Four years pass. In the meantime, the other company licenses the non-offensive mark to a competitor of yours. Your company sues for trademark infringement. The licensor defends on the ground, among others, that what you said during the peace talks estops your company from claiming infringement. To your shock, the judges lets the jury hear testimony about your statment that you didn't find the mark offensive. And you lose.
On appeal, you blame the error in admitting the evidence concerning your "offend" remark. You cite Rule 408 of the Federal Rules of Evidence, arguing that by its terms it bars evidence of "conduct or statements made in compromise negotiations" "to prove liability for or invalidity of [a] claim or its amount". The result? You lose again.

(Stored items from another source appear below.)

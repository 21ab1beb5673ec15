//! Subcommand implementations.

pub mod config;
pub mod events;
pub mod run;
pub mod status;

use std::time::Duration;

use calstatus_core::DisplayFormatter;
use calstatus_server::{DisplayCommand, PollCycle, StatusCache};

use crate::config::AppConfig;
use crate::error::ClientResult;
use crate::sources::{build_adapters, build_reconciler};

pub(crate) fn formatter(config: &AppConfig) -> ClientResult<DisplayFormatter> {
    let formatter = DisplayFormatter::new(config.display.max_length, config.zone()?);
    Ok(match &config.display.busy_prefix {
        Some(prefix) => formatter.with_busy_prefix(prefix.clone()),
        None => formatter,
    })
}

/// Builds the poll cycle described by `config`, which must validate.
pub(crate) fn poll_cycle(config: &AppConfig) -> ClientResult<PollCycle> {
    config.validate()?;
    let zone = config.zone()?;
    Ok(PollCycle::new(
        build_adapters(config, zone),
        build_reconciler(config),
        formatter(config)?,
    )
    .with_mode(config.display.mode)
    .with_assets(config.display.assets.clone())
    .with_cache(StatusCache::new(config.schedule.cache_ttl())))
}

pub(crate) fn display_command(config: &AppConfig) -> DisplayCommand {
    let display = &config.display;
    DisplayCommand::new(display.program.clone())
        .with_base_args(display.base_args.clone())
        .with_text_args(display.text_args.clone())
        .with_asset_args(display.asset_args.clone())
        .with_timeout(Duration::from_secs(display.timeout_secs))
}
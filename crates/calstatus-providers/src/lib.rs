//! Calendar sources and the adapters that turn them into busy/free answers.
//!
//! ```text
//!  ICS feed        Google (OAuth)     Google (service account)
//!     │                 │                      │
//!  IcsSource       GoogleSource           GoogleSource
//!     └────────── CalendarSource ──────────────┘
//!                       │  Vec<Event>
//!                       ▼
//!                 select_status
//!                       │
//!                 SourceAdapter ──▶ SourceResult
//! ```
//!
//! # Example
//!
//! ```ignore
//! use calstatus_providers::{FeedFetcher, IcsSource, SourceAdapter};
//!
//! let ics = IcsSource::new(url, FeedFetcher::new(timeout)?);
//! let adapter = SourceAdapter::new(Arc::new(ics), zone);
//! let result = adapter.fetch_status(MeetingType::Current).await;
//! ```

pub mod adapter;
pub mod error;
pub mod google;
pub mod ics;
pub mod select;
pub mod source;

#[cfg(test)]
mod test_support;

pub use adapter::SourceAdapter;
pub use error::{ProviderError, ProviderErrorCode, ProviderResult};
pub use google::{
    CommandToken, CredentialProvider, GoogleCalendarClient, GoogleSource, StaticToken, TokenFile,
};
pub use ics::{FeedFetcher, IcsParser, IcsSource, fetch_feed, parse};
pub use select::select_status;
pub use source::{BoxFuture, CalendarSource, ErrorSource, EventQuery};
//! A small iCalendar (RFC 5545) reader.
//!
//! Only `VEVENT` blocks are looked at, and only the properties needed for a
//! busy/free decision. Recurrence rules are not expanded; feeds are expected
//! to carry concrete instances.
//!
//! Malformed input never fails: a block without a usable `DTSTART` still
//! yields an event, just one without a start.

use std::sync::LazyLock;

use calstatus_core::{DisplayZone, Event, EventTime};
use chrono::{NaiveDate, NaiveDateTime};
use chrono_tz::Tz;
use regex::Regex;
use tracing::{debug, trace};

static VEVENT_REGEX: LazyLock<Regex> = LazyLock::new(|| {
    Regex::new(r"(?s)BEGIN:VEVENT(.*?)END:VEVENT").expect("Invalid VEVENT regex")
});

/// Continuation lines start with a single space or tab.
static FOLD_REGEX: LazyLock<Regex> =
    LazyLock::new(|| Regex::new(r"\r?\n[ \t]").expect("Invalid fold regex"));

/// `NAME[;PARAM=VALUE...]:VALUE`. Quoted parameter values may contain `:`
/// and `;`.
static PROPERTY_REGEX: LazyLock<Regex> = LazyLock::new(|| {
    Regex::new(r#"^([A-Za-z0-9-]+)((?:;(?:"[^"]*"|[^:;"])*)*):(.*)$"#)
        .expect("Invalid property regex")
});

/// One `;NAME=VALUE` parameter, the value possibly quoted.
static PARAM_REGEX: LazyLock<Regex> = LazyLock::new(|| {
    Regex::new(r#";([A-Za-z0-9-]+)=("[^"]*"|[^;]*)"#).expect("Invalid parameter regex")
});

static DATETIME_REGEX: LazyLock<Regex> =
    LazyLock::new(|| Regex::new(r"^(\d{8}T\d{6})(Z?)$").expect("Invalid datetime regex"));

static DATE_REGEX: LazyLock<Regex> =
    LazyLock::new(|| Regex::new(r"^\d{8}$").expect("Invalid date regex"));

/// Parses `text` with floating times in the system local zone.
pub fn parse(text: &str) -> Vec<Event> {
    IcsParser::default().parse(text)
}

/// ICS parser with a configurable zone for floating times.
#[derive(Debug, Clone, Copy, Default)]
pub struct IcsParser {
    zone: DisplayZone,
}

/// The first occurrence of each property we care about.
#[derive(Debug, Default)]
struct RawProperties<'a> {
    summary: Option<&'a str>,
    dtstart: Option<(&'a str, &'a str)>,
    dtend: Option<(&'a str, &'a str)>,
    location: Option<&'a str>,
    description: Option<&'a str>,
}

impl IcsParser {
    pub fn new(zone: DisplayZone) -> Self {
        Self { zone }
    }

    /// Extracts every `VEVENT` in feed order.
    pub fn parse(&self, text: &str) -> Vec<Event> {
        let unfolded = FOLD_REGEX.replace_all(text, "");
        let events: Vec<Event> = VEVENT_REGEX
            .captures_iter(&unfolded)
            .filter_map(|caps| caps.get(1))
            .map(|block| self.parse_block(block.as_str()))
            .collect();
        debug!(count = events.len(), "parsed ICS feed");
        events
    }

    fn parse_block(&self, block: &str) -> Event {
        let props = collect_properties(block);

        let start = props.dtstart.and_then(|(params, value)| self.parse_time(params, value));
        let end = props.dtend.and_then(|(params, value)| self.parse_time(params, value));
        let event = Event::new(props.summary.map(unescape).unwrap_or_default(), start, end)
            .with_location(props.location.map(unescape).unwrap_or_default())
            .with_description(props.description.map(unescape).unwrap_or_default());

        trace!(summary = %event.summary, start = ?event.start, end = ?event.end, "parsed VEVENT");
        event
    }

    /// Parses a `DTSTART`/`DTEND` value. Anything unrecognised yields `None`.
    fn parse_time(&self, params: &str, value: &str) -> Option<EventTime> {
        let value = value.trim();

        if DATE_REGEX.is_match(value) {
            return NaiveDate::parse_from_str(value, "%Y%m%d")
                .ok()
                .map(EventTime::AllDay);
        }

        let caps = DATETIME_REGEX.captures(value)?;
        let naive = NaiveDateTime::parse_from_str(&caps[1], "%Y%m%dT%H%M%S").ok()?;
        if &caps[2] == "Z" {
            return Some(EventTime::DateTime(naive.and_utc()));
        }

        let zone = tzid(params)
            .and_then(|name| match name.parse::<Tz>() {
                Ok(tz) => Some(DisplayZone::Named(tz)),
                Err(_) => {
                    debug!(tzid = name, "unknown TZID, using display zone");
                    None
                }
            })
            .unwrap_or(self.zone);
        Some(EventTime::DateTime(zone.resolve(naive)))
    }
}

/// Walks the block's lines, keeping the first value of each property.
/// Lines inside nested components (e.g. `VALARM`) are skipped.
fn collect_properties(block: &str) -> RawProperties<'_> {
    let mut props = RawProperties::default();
    let mut depth = 0usize;

    for line in block.lines() {
        let line = line.trim_end_matches('\r');
        let Some(caps) = PROPERTY_REGEX.captures(line) else {
            continue;
        };
        let (Some(name), Some(params), Some(value)) = (caps.get(1), caps.get(2), caps.get(3))
        else {
            continue;
        };
        let name = name.as_str();
        let (params, value) = (params.as_str(), value.as_str());

        if name.eq_ignore_ascii_case("BEGIN") {
            depth += 1;
            continue;
        }
        if name.eq_ignore_ascii_case("END") {
            depth = depth.saturating_sub(1);
            continue;
        }
        if depth > 0 {
            continue;
        }

        match name.to_ascii_uppercase().as_str() {
            "SUMMARY" => {
                props.summary.get_or_insert(value);
            }
            "DTSTART" => {
                props.dtstart.get_or_insert((params, value));
            }
            "DTEND" => {
                props.dtend.get_or_insert((params, value));
            }
            "LOCATION" => {
                props.location.get_or_insert(value);
            }
            "DESCRIPTION" => {
                props.description.get_or_insert(value);
            }
            _ => {}
        }
    }
    props
}

/// Returns the `TZID` parameter, without surrounding quotes.
fn tzid(params: &str) -> Option<&str> {
    PARAM_REGEX
        .captures_iter(params)
        .find(|caps| caps[1].eq_ignore_ascii_case("TZID"))
        .and_then(|caps| caps.get(2))
        .map(|value| value.as_str().trim_matches('"'))
}

/// Reverses RFC 5545 text escaping.
fn unescape(value: &str) -> String {
    let mut out = String::with_capacity(value.len());
    let mut chars = value.chars();
    while let Some(c) = chars.next() {
        if c != '\\' {
            out.push(c);
            continue;
        }
        match chars.next() {
            Some('n' | 'N') => out.push('\n'),
            Some(other) => out.push(other),
            None => out.push('\\'),
        }
    }
    out.trim().to_string()
}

So said the Second Circuit in PRL USA Holdings, Inc. v. United States Polo Ass'n, Inc., No. 06-3691 (2d Cir. Mar. 4, 2008). The court pointed to language saying that Rule 408 "does not require exclusion when the evidence is offered for another purpose". It deemed United States Polo Association's estoppel defense "another purpose" despite Ralph Lauren's argument that USPA used the evidence to persuade the jury to find the USPA's design/mark insufficiently similar to the Lauren mark.
How could the parties have avoided injecting settlement talks into the ensuing litigation? Simple -- by entering into a confidentiality agreement, one that makes all discussions and conduct during negotiations off-the-record and unusable in court. Judges generally will enforce an agreement like that.